Available data: Begin

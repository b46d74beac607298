//! HTTP handlers for branch stock requests

use axum::{
    extract::{Path, State},
    http::StatusCode,
    Json,
};
use shared::StockRequest;

use crate::error::AppResult;
use crate::services::inventory::{FulfillRequestInput, FulfillmentReceipt, OpenRequestInput};
use crate::AppState;

/// Open a stock request
pub async fn open_request(
    State(state): State<AppState>,
    Json(input): Json<OpenRequestInput>,
) -> AppResult<(StatusCode, Json<StockRequest>)> {
    let request = state.inventory.open_request(input).await?;
    Ok((StatusCode::CREATED, Json(request)))
}

/// List stock requests, newest first
pub async fn list_requests(State(state): State<AppState>) -> Json<Vec<StockRequest>> {
    Json(state.inventory.list_requests().await)
}

/// Fulfill a request from the warehouse
pub async fn fulfill_request(
    State(state): State<AppState>,
    Path(request_id): Path<String>,
    Json(input): Json<FulfillRequestInput>,
) -> AppResult<Json<FulfillmentReceipt>> {
    let receipt = state.inventory.fulfill_request(&request_id, input).await?;
    Ok(Json(receipt))
}

/// Reject a request
pub async fn reject_request(
    State(state): State<AppState>,
    Path(request_id): Path<String>,
) -> AppResult<Json<StockRequest>> {
    let request = state.inventory.reject_request(&request_id).await?;
    Ok(Json(request))
}
//! External API integrations

pub mod gemini;

pub use gemini::GeminiClient;
//! HTTP handlers for the product catalog

use axum::{
    extract::{Path, State},
    http::StatusCode,
    Json,
};
use shared::Product;

use crate::error::AppResult;
use crate::services::inventory::ProductInput;
use crate::AppState;

/// Register a product
pub async fn create_product(
    State(state): State<AppState>,
    Json(input): Json<ProductInput>,
) -> AppResult<(StatusCode, Json<Product>)> {
    let product = state.inventory.register_product(input).await?;
    Ok((StatusCode::CREATED, Json(product)))
}

/// List all products
pub async fn list_products(State(state): State<AppState>) -> Json<Vec<Product>> {
    Json(state.inventory.list_products().await)
}

/// Get a product by id
pub async fn get_product(
    State(state): State<AppState>,
    Path(product_id): Path<String>,
) -> AppResult<Json<Product>> {
    let product = state.inventory.get_product(&product_id).await?;
    Ok(Json(product))
}

/// Replace a product
pub async fn update_product(
    State(state): State<AppState>,
    Path(product_id): Path<String>,
    Json(input): Json<ProductInput>,
) -> AppResult<Json<Product>> {
    let product = state.inventory.update_product(&product_id, input).await?;
    Ok(Json(product))
}
#[cfg(test)]
mod tests {
    use super::*;
    use crate::types::PaymentMethod;

    fn now() -> DateTime<Utc> {
        DateTime::parse_from_rfc3339("2024-06-01T09:00:00Z")
            .unwrap()
            .with_timezone(&Utc)
    }

    fn expiry() -> Option<NaiveDate> {
        NaiveDate::from_ymd_opt(2025, 12, 31)
    }

    fn tx(quantity: u32, kind: TransactionKind) -> Transaction {
        Transaction::pending("t1", "p1", "BAT-1", quantity, kind, now())
    }

    fn transfer(quantity: u32, from: &str, to: &str) -> Transaction {
        tx(
            quantity,
            TransactionKind::Transfer {
                from_id: from.to_string(),
                to_id: to.to_string(),
            },
        )
    }

    fn sale(quantity: u32, from: &str, customer: Option<&str>) -> Transaction {
        tx(
            quantity,
            TransactionKind::Sale {
                from_id: from.to_string(),
                unit_price: Decimal::new(1000, 2),
                tax_amount: Decimal::ZERO,
                discount_amount: Decimal::ZERO,
                payment_method: PaymentMethod::Cash,
                customer_id: customer.map(str::to_string),
            },
        )
    }

    fn qty_at(stock: &[StockUnit], location: &str) -> Option<u32> {
        stock
            .iter()
            .find(|s| s.matches("p1", "BAT-1", location))
            .map(|s| s.quantity)
    }

    fn apply(stock: Vec<StockUnit>, tx: Transaction) -> LedgerOutcome {
        apply_transaction(stock, tx, now(), &LedgerPolicy::default())
    }

    #[test]
    fn test_transfer_moves_units_between_locations() {
        let stock = vec![StockUnit::new("p1", "BAT-1", "warehouse", 100, expiry())];

        let outcome = apply(stock, transfer(40, "warehouse", "ph1"));

        assert!(outcome.applied);
        assert!(outcome.anomalies.is_empty());
        assert_eq!(qty_at(&outcome.stock, "warehouse"), Some(60));
        assert_eq!(qty_at(&outcome.stock, "ph1"), Some(40));
        let created = outcome.stock.iter().find(|s| s.location_id == "ph1").unwrap();
        assert_eq!(created.expiry_date, expiry());
        assert_eq!(created.id, "p1:BAT-1@ph1");
        assert_eq!(outcome.transaction.status, TransactionStatus::Confirmed);
        assert_eq!(outcome.transaction.confirmed_at, Some(now()));
    }

    #[test]
    fn test_transfer_into_existing_record_increments() {
        let stock = vec![
            StockUnit::new("p1", "BAT-1", "warehouse", 100, expiry()),
            StockUnit::new("p1", "BAT-1", "ph1", 5, expiry()),
        ];

        let outcome = apply(stock, transfer(40, "warehouse", "ph1"));

        assert_eq!(outcome.stock.len(), 2);
        assert_eq!(qty_at(&outcome.stock, "ph1"), Some(45));
    }

    #[test]
    fn test_transfer_with_missing_source_is_flagged_and_credits_nothing() {
        let stock = vec![StockUnit::new("p1", "BAT-1", "ph2", 10, expiry())];

        let outcome = apply(stock.clone(), transfer(40, "warehouse", "ph1"));

        assert!(outcome.applied);
        assert_eq!(outcome.stock, stock);
        assert_eq!(
            outcome.anomalies,
            vec![LedgerAnomaly::SourceMissing {
                product_id: "p1".to_string(),
                batch_number: "BAT-1".to_string(),
                location_id: "warehouse".to_string(),
            }]
        );
    }

    #[test]
    fn test_transfer_from_supplier_credits_nothing_and_is_flagged() {
        let stock = vec![StockUnit::new("p1", "BAT-1", "warehouse", 10, expiry())];

        let outcome = apply(stock.clone(), transfer(40, "supplier", "warehouse"));

        assert!(outcome.applied);
        assert_eq!(outcome.stock, stock);
        assert_eq!(
            outcome.anomalies,
            vec![LedgerAnomaly::UntrackedSource {
                product_id: "p1".to_string(),
                batch_number: "BAT-1".to_string(),
                location_id: "supplier".to_string(),
            }]
        );
    }

    #[test]
    fn test_transfer_from_customer_into_empty_branch_creates_nothing() {
        let outcome = apply(Vec::new(), transfer(5, "customer", "ph1"));

        assert!(outcome.stock.is_empty());
        assert!(matches!(
            outcome.anomalies.as_slice(),
            [LedgerAnomaly::UntrackedSource { location_id, .. }] if location_id == "customer"
        ));
    }

    #[test]
    fn test_transfer_shortfall_removes_source_and_moves_only_available() {
        let stock = vec![StockUnit::new("p1", "BAT-1", "warehouse", 30, expiry())];

        let outcome = apply(stock, transfer(40, "warehouse", "ph1"));

        assert_eq!(qty_at(&outcome.stock, "warehouse"), None);
        assert_eq!(qty_at(&outcome.stock, "ph1"), Some(30));
        assert!(matches!(
            outcome.anomalies.as_slice(),
            [LedgerAnomaly::Shortfall { available: 30, requested: 40, .. }]
        ));
    }

    #[test]
    fn test_sale_to_zero_prunes_record_and_creates_nothing() {
        let stock = vec![StockUnit::new("p1", "BAT-1", "ph1", 10, expiry())];

        let outcome = apply(stock, sale(10, "ph1", None));

        assert!(outcome.stock.is_empty());
        assert!(outcome.anomalies.is_empty());
    }

    #[test]
    fn test_sale_decrements_source() {
        let stock = vec![
            StockUnit::new("p1", "BAT-1", "ph1", 10, expiry()),
            StockUnit::new("p1", "BAT-1", "warehouse", 100, expiry()),
        ];

        let outcome = apply(stock, sale(3, "ph1", None));

        assert_eq!(qty_at(&outcome.stock, "ph1"), Some(7));
        assert_eq!(qty_at(&outcome.stock, "warehouse"), Some(100));
        assert_eq!(qty_at(&outcome.stock, "customer"), None);
    }

    #[test]
    fn test_oversell_clamps_by_removing_record() {
        let stock = vec![StockUnit::new("p1", "BAT-1", "ph1", 2, expiry())];

        let outcome = apply(stock, sale(5, "ph1", None));

        assert!(outcome.stock.is_empty());
        assert_eq!(outcome.anomalies.len(), 1);
    }

    #[test]
    fn test_return_restores_branch_stock() {
        let stock = vec![StockUnit::new("p1", "BAT-1", "warehouse", 10, expiry())];

        let outcome = apply(
            stock,
            tx(
                2,
                TransactionKind::Return {
                    to_id: "ph1".to_string(),
                    customer_id: None,
                },
            ),
        );

        assert_eq!(qty_at(&outcome.stock, "ph1"), Some(2));
        let returned = outcome.stock.iter().find(|s| s.location_id == "ph1").unwrap();
        assert_eq!(returned.expiry_date, expiry());
    }

    #[test]
    fn test_restock_of_new_batch_gets_long_dated_expiry() {
        let outcome = apply(
            Vec::new(),
            tx(
                500,
                TransactionKind::Restock {
                    to_id: "warehouse".to_string(),
                },
            ),
        );

        let unit = &outcome.stock[0];
        assert_eq!(unit.quantity, 500);
        assert_eq!(
            unit.expiry_date,
            now().date_naive().checked_add_days(Days::new(730))
        );
    }

    #[test]
    fn test_restock_with_out_of_range_shelf_life_leaves_expiry_unknown() {
        let restock = || {
            tx(
                500,
                TransactionKind::Restock {
                    to_id: "warehouse".to_string(),
                },
            )
        };

        for days in [i64::from(i32::MAX), i64::MAX, -1] {
            let policy = LedgerPolicy {
                restock_shelf_life_days: days,
            };
            let outcome = apply_transaction(Vec::new(), restock(), now(), &policy);

            assert_eq!(outcome.stock[0].quantity, 500);
            assert_eq!(outcome.stock[0].expiry_date, None);
        }
    }

    #[test]
    fn test_purchase_increments_existing_batch() {
        let stock = vec![StockUnit::new("p1", "BAT-1", "warehouse", 10, expiry())];

        let outcome = apply(
            stock,
            tx(
                90,
                TransactionKind::Purchase {
                    to_id: "warehouse".to_string(),
                    supplier_id: Some("sup-1".to_string()),
                    unit_cost: None,
                },
            ),
        );

        assert_eq!(qty_at(&outcome.stock, "warehouse"), Some(100));
        assert_eq!(outcome.stock[0].expiry_date, expiry());
    }

    #[test]
    fn test_adjustment_sets_absolute_quantity() {
        let stock = vec![StockUnit::new("p1", "BAT-1", "ph1", 40, expiry())];

        let outcome = apply(
            stock,
            tx(
                37,
                TransactionKind::Adjustment {
                    from_id: "ph1".to_string(),
                    reason: Some("cycle count".to_string()),
                },
            ),
        );

        assert_eq!(qty_at(&outcome.stock, "ph1"), Some(37));
    }

    #[test]
    fn test_adjustment_to_zero_prunes_record() {
        let stock = vec![StockUnit::new("p1", "BAT-1", "ph1", 40, expiry())];

        let outcome = apply(
            stock,
            tx(
                0,
                TransactionKind::Adjustment {
                    from_id: "ph1".to_string(),
                    reason: None,
                },
            ),
        );

        assert!(outcome.stock.is_empty());
    }

    #[test]
    fn test_request_moves_no_stock() {
        let stock = vec![StockUnit::new("p1", "BAT-1", "warehouse", 40, expiry())];

        let outcome = apply(
            stock.clone(),
            tx(
                10,
                TransactionKind::Request {
                    from_id: "ph1".to_string(),
                    to_id: "warehouse".to_string(),
                },
            ),
        );

        assert!(outcome.applied);
        assert_eq!(outcome.stock, stock);
        assert_eq!(outcome.transaction.status, TransactionStatus::Confirmed);
    }

    #[test]
    fn test_confirmed_transaction_is_a_noop() {
        let stock = vec![StockUnit::new("p1", "BAT-1", "warehouse", 100, expiry())];
        let first = apply(stock, transfer(40, "warehouse", "ph1"));

        let second = apply(first.stock.clone(), first.transaction.clone());

        assert!(!second.applied);
        assert_eq!(second.stock, first.stock);
        assert_eq!(second.transaction, first.transaction);
    }

    #[test]
    fn test_cancelled_transaction_is_a_noop() {
        let stock = vec![StockUnit::new("p1", "BAT-1", "warehouse", 100, expiry())];
        let mut cancelled = transfer(40, "warehouse", "ph1");
        cancelled.status = TransactionStatus::Cancelled;

        let outcome = apply(stock.clone(), cancelled);

        assert!(!outcome.applied);
        assert_eq!(outcome.stock, stock);
        assert_eq!(outcome.transaction.confirmed_at, None);
    }

    #[test]
    fn test_in_transit_transfer_applies_on_confirmation() {
        let stock = vec![StockUnit::new("p1", "BAT-1", "warehouse", 100, expiry())];
        let mut held = transfer(40, "warehouse", "ph1");
        held.status = TransactionStatus::InTransit;

        let outcome = apply(stock, held);

        assert!(outcome.applied);
        assert_eq!(qty_at(&outcome.stock, "ph1"), Some(40));
    }

    #[test]
    fn test_loyalty_points_floor() {
        assert_eq!(loyalty_points(Decimal::new(1000, 2), 23), 23);
        assert_eq!(loyalty_points(Decimal::new(1250, 2), 3), 3);
        assert_eq!(loyalty_points(Decimal::new(500, 2), 1), 0);
    }

    #[test]
    fn test_loyalty_points_saturate_instead_of_overflowing() {
        assert_eq!(loyalty_points(Decimal::from(1_000_000), 100_000), u32::MAX);
        assert_eq!(loyalty_points(Decimal::MAX, u32::MAX), u32::MAX);
        assert_eq!(loyalty_points(Decimal::from(-5), 10), 0);
    }

    #[test]
    fn test_accrue_loyalty_on_confirmed_sale() {
        let mut customers = vec![Customer::new("c1", "John Doe", "555-0101", "john@example.com")];
        customers[0].loyalty_points = 150;
        let stock = vec![StockUnit::new("p1", "BAT-1", "ph1", 50, expiry())];
        let outcome = apply(stock, sale(23, "ph1", Some("c1")));

        let awarded = accrue_loyalty(&mut customers, &outcome.transaction);

        assert_eq!(awarded, Some(23));
        assert_eq!(customers[0].loyalty_points, 173);
        assert_eq!(customers[0].history, vec!["t1".to_string()]);

        // Crediting the same sale twice is ignored
        assert_eq!(accrue_loyalty(&mut customers, &outcome.transaction), None);
        assert_eq!(customers[0].loyalty_points, 173);
    }

    #[test]
    fn test_no_loyalty_for_pending_or_anonymous_sales() {
        let mut customers = vec![Customer::new("c1", "John Doe", "555-0101", "john@example.com")];

        assert_eq!(accrue_loyalty(&mut customers, &sale(23, "ph1", Some("c1"))), None);

        let mut anonymous = sale(23, "ph1", None);
        anonymous.status = TransactionStatus::Confirmed;
        assert_eq!(accrue_loyalty(&mut customers, &anonymous), None);

        let mut unknown = sale(23, "ph1", Some("c9"));
        unknown.status = TransactionStatus::Confirmed;
        assert_eq!(accrue_loyalty(&mut customers, &unknown), None);
        assert_eq!(customers[0].loyalty_points, 0);
    }
}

Available data: End

# Aim of the task:
Set down exactly the lines above that run from the start of the listing to the line with "from the warehouse". Leave out every later line.

# Task answer:
repository b46d74beac607298
//! HTTP handlers for branch stock requests

use axum::{
    extract::{Path, State},
    http::StatusCode,
    Json,
};
use shared::StockRequest;

use crate::error::AppResult;
use crate::services::inventory::{FulfillRequestInput, FulfillmentReceipt, OpenRequestInput};
use crate::AppState;

/// Open a stock request
pub async fn open_request(
    State(state): State<AppState>,
    Json(input): Json<OpenRequestInput>,
) -> AppResult<(StatusCode, Json<StockRequest>)> {
    let request = state.inventory.open_request(input).await?;
    Ok((StatusCode::CREATED, Json(request)))
}

/// List stock requests, newest first
pub async fn list_requests(State(state): State<AppState>) -> Json<Vec<StockRequest>> {
    Json(state.inventory.list_requests().await)
}

/// Fulfill a request from the warehouse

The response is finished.